* RECORDS SHOWN:
==================================================
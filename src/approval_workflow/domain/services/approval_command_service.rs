use async_trait::async_trait;

use crate::{
    approval_workflow::domain::model::{
        commands::{
            decide_budget_command::DecideBudgetCommand,
            resubmit_budget_command::ResubmitBudgetCommand,
        },
        entities::approval_record::ApprovalRecord,
    },
    event_management::domain::model::entities::event::Event,
    shared::domain::model::enums::workflow_domain_error::WorkflowDomainError,
};

#[async_trait]
pub trait ApprovalCommandService: Send + Sync {
    async fn handle_decide(
        &self,
        command: DecideBudgetCommand,
    ) -> Result<ApprovalRecord, WorkflowDomainError>;

    async fn handle_resubmit(
        &self,
        command: ResubmitBudgetCommand,
    ) -> Result<Event, WorkflowDomainError>;
}
use std::sync::Arc;

use sqlx::PgPool;

use crate::{
    config::app_config::AppConfig,
    iam_integration::{
        application::acl::directory_identity_context_facade_impl::DirectoryIdentityContextFacadeImpl,
        infrastructure::persistence::repositories::{
            postgres::sqlx_principal_directory_repository_impl::SqlxPrincipalDirectoryRepositoryImpl,
            principal_directory_repository::PrincipalDirectoryRepository,
        },
        interfaces::acl::identity_context_facade::IdentityContextFacade,
    },
};

pub mod application;
pub mod domain;
pub mod infrastructure;
pub mod interfaces;

pub fn build_principal_directory(pool: PgPool) -> Arc<dyn PrincipalDirectoryRepository> {
    Arc::new(SqlxPrincipalDirectoryRepositoryImpl::new(pool))
}

pub fn build_identity_context(
    directory_repository: Arc<dyn PrincipalDirectoryRepository>,
    config: &AppConfig,
) -> Arc<dyn IdentityContextFacade> {
    Arc::new(DirectoryIdentityContextFacadeImpl::new(
        directory_repository,
        config.retry_policy(),
    ))
}
use std::sync::Arc;

use crate::notifications::{
    domain::model::events::workflow_outcome::WorkflowOutcome,
    infrastructure::outbox::notification_outbox::NotificationOutbox,
    interfaces::acl::notification_facade::NotificationFacade,
};

pub struct NotificationFacadeImpl {
    outbox: Arc<dyn NotificationOutbox>,
}

impl NotificationFacadeImpl {
    pub fn new(outbox: Arc<dyn NotificationOutbox>) -> Self {
        Self { outbox }
    }
}

impl NotificationFacade for NotificationFacadeImpl {
    fn publish(&self, outcome: WorkflowOutcome) {
        let event_id = outcome.subject().event_id;
        let template_key = outcome.template_key();

        if let Err(error) = self.outbox.enqueue(outcome) {
            tracing::warn!(
                event_id = %event_id,
                template = %template_key,
                error = %error,
                "dropping workflow outcome"
            );
        }
    }
}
==================================================
* GOAL OF THE EXERCISE:
Copy all lines from the data above that contain the word "infrastructure".

* FINAL ANSWER:
        infrastructure::persistence::repositories::{
pub mod infrastructure;
    infrastructure::outbox::notification_outbox::NotificationOutbox,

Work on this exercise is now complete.